The vice president said it was the responsibility of government to improve healthcare delivery, stem the brain-drain of health personnel and reduce the pressure on foreign reserves on account of medical tourism.
He said that in furtherance of that objective, the president approved the establishment of this Health Reform Committee to commence the development and implementation of a wide-ranging Health Sector Reform Programme for the country.
“We already have the terms of reference.
“There have, of course, been a good number of attempts to reform the healthcare system in Nigeria, and many of us who are members-designate of this committee are familiar with some of these reform efforts.
“This particular journey of reforming the Nigerian health sector, and we have heard quite comprehensively from the Minister of Health, began with the commissioning of a Diagnostic Needs Assessment (DNA) of the sector,” he said.

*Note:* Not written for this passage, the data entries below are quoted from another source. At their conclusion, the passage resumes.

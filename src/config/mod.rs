use std::env;
use anyhow::{Result, Context};
use tracing::{info, warn};

#[derive(Debug, Clone)]
pub struct Config {
    pub server_host: String,
    pub server_port: u16,
    pub max_file_size_mb: usize,
    pub max_concurrent_requests: usize,
    pub request_timeout_seconds: u64,
}

impl Default for Config {
    fn default() -> Self {
        Self {
            server_host: "0.0.0.0".to_string(),
            server_port: 5000,
            max_file_size_mb: 16,
            max_concurrent_requests: 32,
            request_timeout_seconds: 30,
        }
    }
}

impl Config {
    pub fn from_env() -> Result<Self> {
        info!("Loading configuration from environment variables");

        let defaults = Config::default();

        // PORT takes precedence over SERVER_PORT for hosted deployments
        let server_port = match env::var("PORT") {
            Ok(_) => Self::parse_env_var("PORT", defaults.server_port),
            Err(_) => Self::parse_env_var("SERVER_PORT", defaults.server_port),
        }
        .context("Failed to parse SERVER_PORT")?;

        let config = Config {
            server_host: env::var("SERVER_HOST").unwrap_or_else(|_| {
                info!("SERVER_HOST not set, using default: {}", defaults.server_host);
                defaults.server_host.clone()
            }),
            server_port,
            max_file_size_mb: Self::parse_env_var("MAX_FILE_SIZE_MB", defaults.max_file_size_mb)
                .context("Failed to parse MAX_FILE_SIZE_MB")?,
            max_concurrent_requests: Self::parse_env_var(
                "MAX_CONCURRENT_REQUESTS",
                defaults.max_concurrent_requests,
            )
            .context("Failed to parse MAX_CONCURRENT_REQUESTS")?,
            request_timeout_seconds: Self::parse_env_var(
                "REQUEST_TIMEOUT_SECONDS",
                defaults.request_timeout_seconds,
            )
            .context("Failed to parse REQUEST_TIMEOUT_SECONDS")?,
        };

        config.validate()?;

        info!("Configuration loaded successfully: {:?}", config);
        Ok(config)
    }

    fn parse_env_var<T>(var_name: &str, default: T) -> Result<T>
    where
        T: std::str::FromStr + Copy + std::fmt::Debug,
        T::Err: std::fmt::Display,
    {
        match env::var(var_name) {
            Ok(val) => match val.trim().parse() {
                Ok(parsed) => Ok(parsed),
                Err(e) => {
                    warn!("Failed to parse {}: {} (using default: {:?})", var_name, e, default);
                    Ok(default)
                }
            },
            Err(_) => {
                info!("{} not set, using default: {:?}", var_name, default);
                Ok(default)
            }
        }
    }

    pub fn validate(&self) -> Result<()> {
        if self.server_port == 0 {
            return Err(anyhow::anyhow!("SERVER_PORT must be greater than 0"));
        }
        if self.max_file_size_mb == 0 {
            return Err(anyhow::anyhow!("MAX_FILE_SIZE_MB must be greater than 0"));
        }
        if self.max_concurrent_requests == 0 {
            return Err(anyhow::anyhow!("MAX_CONCURRENT_REQUESTS must be greater than 0"));
        }
        if self.request_timeout_seconds == 0 {
            return Err(anyhow::anyhow!("REQUEST_TIMEOUT_SECONDS must be greater than 0"));
        }
        Ok(())
    }

    pub fn max_file_size_bytes(&self) -> usize {
        self.max_file_size_mb * 1024 * 1024
    }

    pub fn bind_address(&self) -> String {
        format!("{}:{}", self.server_host, self.server_port)
    }
}
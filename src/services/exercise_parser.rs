//! Extracts exercise metadata, question/answer pairs and code blocks from the
//! paragraphs of an exercise document.
//!
//! Documents follow a line-oriented layout:
//!
//! ```text
//! exid : EX001
//! title : Loops
//! ...
//! labels : basics,loops          <- completes one exercise record
//! Code:
//! for i in range(3):
//!     print(i)
//! Answer the following questions:
//! Question 1: What is printed last?
//! Answer: 2 Hint: range stops before 3
//! ```

use tracing::{debug, info, warn};

use crate::models::{AnswerType, CellValue, CodeBlock, Exercise, Question, EXERCISE_COLUMNS};

pub const QA_SECTION_MARKER: &str = "Answer the following questions:";
pub const CODE_MARKER: &str = "Code:";

const EXID_PREFIX: &str = "exid :";
const QLOCATION_PREFIX: &str = "qlocation :";
const OPTIONS_MARKER: &str = "Options:";
const MCQ_ANSWER_MARKER: &str = "answer:";
const DIRECT_ANSWER_MARKER: &str = "Answer:";
const HINT_MARKER: &str = "Hint:";

/// Collects one [`Exercise`] per `labels :` line.
pub fn extract_exercises(paragraphs: &[String]) -> Vec<Exercise> {
    let mut exercises = Vec::new();
    let mut current = Exercise::default();

    info!("Starting exercise data extraction");

    for paragraph in paragraphs {
        let text = paragraph.trim();
        if text.is_empty() {
            continue;
        }

        for field in EXERCISE_COLUMNS {
            let prefix = format!("{} :", field);
            let Some(value) = field_value(text, &prefix) else {
                continue;
            };

            current.set_field(field, value);
            debug!(field = field, value = value, "Extracted exercise field");

            if field == "labels" {
                info!(exid = %current.exid, "Added exercise record");
                exercises.push(std::mem::take(&mut current));
            }
            break;
        }
    }

    info!(count = exercises.len(), "Exercise extraction finished");
    exercises
}

/// Collects the question/answer pairs that follow the question section marker.
pub fn extract_questions(paragraphs: &[String]) -> Vec<Question> {
    let Some(exid) = paragraphs
        .iter()
        .find_map(|p| field_value(p.trim(), EXID_PREFIX).map(str::to_string))
    else {
        warn!("No exid found in document, skipping question extraction");
        return Vec::new();
    };

    info!(exid = %exid, "Starting question extraction");

    let mut questions = Vec::new();
    let mut key: u32 = 1;
    let mut in_qa_section = false;
    let mut i = 0;

    while i < paragraphs.len() {
        let text = paragraphs[i].trim();

        if text.is_empty() {
            i += 1;
            continue;
        }

        if text.contains(QA_SECTION_MARKER) {
            in_qa_section = true;
            debug!("Entered question section");
            i += 1;
            continue;
        }

        if in_qa_section && text.to_lowercase().starts_with("question") {
            let question_text = match text.split_once(':') {
                Some((_, rest)) => rest.trim(),
                None => text,
            };

            if let Some(next) = paragraphs.get(i + 1) {
                let answer_text = next.trim();
                match parse_answer(answer_text) {
                    Ok(Some(parsed)) => {
                        debug!(key = key, answer_type = parsed.answer_type.as_str(), "Added question");
                        questions.push(Question {
                            exid: exid.clone(),
                            key,
                            question: question_text.to_string(),
                            answer_type: parsed.answer_type,
                            options: parsed.options,
                            answer: parsed.answer,
                            hint: parsed.hint,
                        });
                    }
                    Ok(None) => {
                        debug!(key = key, "Question has no recognizable answer line");
                    }
                    Err(reason) => {
                        warn!(
                            question = question_text,
                            answer = answer_text,
                            reason = reason,
                            "Skipping malformed question"
                        );
                        i += 1;
                        continue;
                    }
                }
                key += 1;
                i += 2;
                continue;
            }
        }

        i += 1;
    }

    info!(count = questions.len(), "Question extraction finished");
    questions
}

#[derive(Debug, PartialEq)]
struct ParsedAnswer {
    answer_type: AnswerType,
    options: String,
    answer: CellValue,
    hint: String,
}

/// `Ok(None)` when the line is not an answer line at all.
fn parse_answer(line: &str) -> Result<Option<ParsedAnswer>, &'static str> {
    if line.contains(OPTIONS_MARKER) && line.contains(MCQ_ANSWER_MARKER) {
        let after_options = line.split(OPTIONS_MARKER).nth(1).unwrap_or("");
        let (options, answer_part) =
            split_exactly_once(after_options, MCQ_ANSWER_MARKER).ok_or("expected exactly one 'answer:' marker")?;
        let (answer, hint) = split_hint(answer_part.trim())?;

        let (answer_type, answer) = if answer.contains(',') {
            (AnswerType::Checkbox, CellValue::text(answer))
        } else {
            let value = match answer.parse::<i64>() {
                Ok(n) => CellValue::Integer(n),
                Err(_) => CellValue::text(answer),
            };
            (AnswerType::Radio, value)
        };

        return Ok(Some(ParsedAnswer {
            answer_type,
            options: options.trim().to_string(),
            answer,
            hint,
        }));
    }

    if line.contains(DIRECT_ANSWER_MARKER) {
        let after_answer = line.split(DIRECT_ANSWER_MARKER).nth(1).unwrap_or("");
        let (answer, hint) = split_hint(after_answer.trim())?;

        let (answer_type, answer) = match answer.parse::<f64>() {
            Ok(n) if !n.is_finite() => (AnswerType::Text, CellValue::text(answer)),
            Ok(n) if n.fract() == 0.0 && n.abs() < i64::MAX as f64 => (AnswerType::Number, CellValue::Integer(n as i64)),
            Ok(n) => (AnswerType::Number, CellValue::Float(n)),
            Err(_) => (AnswerType::Text, CellValue::text(answer)),
        };

        return Ok(Some(ParsedAnswer {
            answer_type,
            options: String::new(),
            answer,
            hint,
        }));
    }

    Ok(None)
}

/// Value of a `<field> :` line. A repeated prefix ends the value.
fn field_value<'a>(text: &'a str, prefix: &str) -> Option<&'a str> {
    let rest = text.strip_prefix(prefix)?;
    Some(rest.split(prefix).next().unwrap_or(rest).trim())
}

fn split_exactly_once<'a>(text: &'a str, marker: &str) -> Option<(&'a str, &'a str)> {
    let (before, after) = text.split_once(marker)?;
    if after.contains(marker) {
        return None;
    }
    Some((before, after))
}

fn split_hint(answer: &str) -> Result<(String, String), &'static str> {
    if !answer.contains(HINT_MARKER) {
        return Ok((answer.to_string(), String::new()));
    }
    let (answer, hint) = split_exactly_once(answer, HINT_MARKER).ok_or("expected at most one 'Hint:' marker")?;
    Ok((answer.trim().to_string(), hint.trim().to_string()))
}

/// Collects the code between `Code:` and the question section marker, keyed
/// by the most recent `qlocation :` value.
pub fn code_blocks(paragraphs: &[String]) -> Vec<CodeBlock> {
    let mut blocks = Vec::new();
    let mut collecting = false;
    let mut lines: Vec<&str> = Vec::new();
    let mut qlocation: Option<String> = None;

    for paragraph in paragraphs {
        let text = paragraph.trim();

        if let Some(value) = field_value(text, QLOCATION_PREFIX) {
            let mut location = value.to_string();
            if !location.ends_with(".txt") {
                location.push_str(".txt");
            }
            qlocation = Some(location);
        } else if text.starts_with(CODE_MARKER) {
            collecting = true;
            lines.clear();
        } else if collecting && text.contains(QA_SECTION_MARKER) {
            match &qlocation {
                Some(location) if !lines.is_empty() => {
                    debug!(qlocation = %location, lines = lines.len(), "Captured code block");
                    blocks.push(CodeBlock {
                        qlocation: location.clone(),
                        code: lines.join("\n"),
                    });
                }
                _ => warn!("Code block without content or qlocation, skipping"),
            }
            collecting = false;
            lines.clear();
        } else if collecting {
            lines.push(paragraph.trim_end());
        }
    }

    info!(count = blocks.len(), "Code block extraction finished");
    blocks
}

According to him, Subsequently, the National Council on Privatisation at its meeting of April 12, 2019, approved the appointment of consultants to carry out the assignment.
“Which involved a review of previous reform efforts in the sector, as well as field visits to 55 Tertiary Health Institutions across the country and some selected sub-regional health institutions.
“It is also important to mention that a series of stakeholder consultations were carried out with relevant Ministries, Departments and Agencies (MDAs), health unions and key stakeholders in the sector.” he said.
Osinbajo said that as mandated by the president, the Health Sector Reform Committee was tasked with the crucial role of reviewing these reports and steering the direction of the needed reforms.
He said the multi-sectoral and multi-disciplinary participation required to execute a health reform mandate on the scale and the complexity was key.
He said that he was keen to ensure that the coordinating office for the reform effort which is domiciled in the Office of the Vice President would not just have the Ministry of Health but other offices.
While acknowledging that the importance of office of the vice president as a critical partner, he also recognized some of the important technical resource persons provided by the partners and solid representation from the committee.
According to him, the coordinating office will provide technical and administrative oversight of all activities of the reform and I intend to have further consultations with the Minister of Health as we bring this to fruition.
“The next steps are that the committee will be divided into thematic working groups to take on various aspects of the assignment.
“We have received the commitment of funding support to engage experts who will be assigned by the secretariat to the various teams.
“In addition to members, we would also have sector experts for the thematic groups, professionals who would be engaged to support the thematic groups themselves.
“I hope that at the next meeting of the committee which will be convened shortly, the proposals for the thematic groupings and terms of reference will be presented for consideration.” he said.